What this task involves:
Go through the listing beneath and show each line containing the string "than".

··········

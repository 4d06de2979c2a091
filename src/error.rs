use std::{io, path::PathBuf, result, time};

use thiserror::Error;

/// Errors produced by the mailbox engine.
///
/// Per-entry scan failures are logged and skipped rather than surfaced here
/// (see [`crate::scan`]); everything that reaches this type is either fatal
/// for the enclosing operation or a caller-visible recoverable condition.
#[derive(Debug, Error)]
pub enum Error {
    #[error(transparent)]
    Io(#[from] io::Error),

    #[error(transparent)]
    SystemTime(#[from] time::SystemTimeError),

    /// A cooperative cancellation token fired mid-scan or mid-parse.
    #[error("operation aborted")]
    Aborted,

    /// `.mh_sequences` (or another sidecar format) could not be parsed.
    #[error("cannot parse {0}: {1}")]
    FormatError(PathBuf, String),

    /// A header-cache miss, or a sequence file that does not exist yet.
    /// Treated as "empty" by callers, never propagated as a hard failure.
    #[error("recoverable miss: {0}")]
    RecoverableMiss(String),

    /// A rename failed partway through a sync, for a reason other than
    /// `EEXIST` (which is retried). The mailbox may be left with a message
    /// under a temporary or stale name.
    #[error("rename from {from} to {to} failed: {source}")]
    RenameFailed {
        from: PathBuf,
        to: PathBuf,
        #[source]
        source: io::Error,
    },

    /// Commit could not allocate a free message id after exhausting
    /// retries.
    #[error("cannot allocate a free message id under {0}")]
    AllocationExhausted(PathBuf),

    #[error("rename would cross filesystems: {0}")]
    CrossDevice(PathBuf),

    /// A required compressed-mailbox command template is missing.
    #[error("compressed mailbox is missing the `{0}` command template")]
    MissingTemplate(&'static str),

    /// A compressed-mailbox command template without both %f and %t.
    #[error("command template `{0}` must reference both %f and %t")]
    InvalidTemplate(String),

    /// A shell command invoked by the compressed wrapper exited non-zero.
    #[error("command `{cmd}` exited with status {status}")]
    ShellFailed { cmd: String, status: i32 },

    #[error("cannot lock {0}")]
    LockFailed(PathBuf),

    #[error("header cache error: {0}")]
    HeaderCache(String),

    #[error("mailbox unlocatable: {0}")]
    Fatal(String),
}

pub type Result<T> = result::Result<T, Error>;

··········

Answer section:
/// Per-entry scan failures are logged and skipped rather than surfaced here
    /// A rename failed partway through a sync, for a reason other than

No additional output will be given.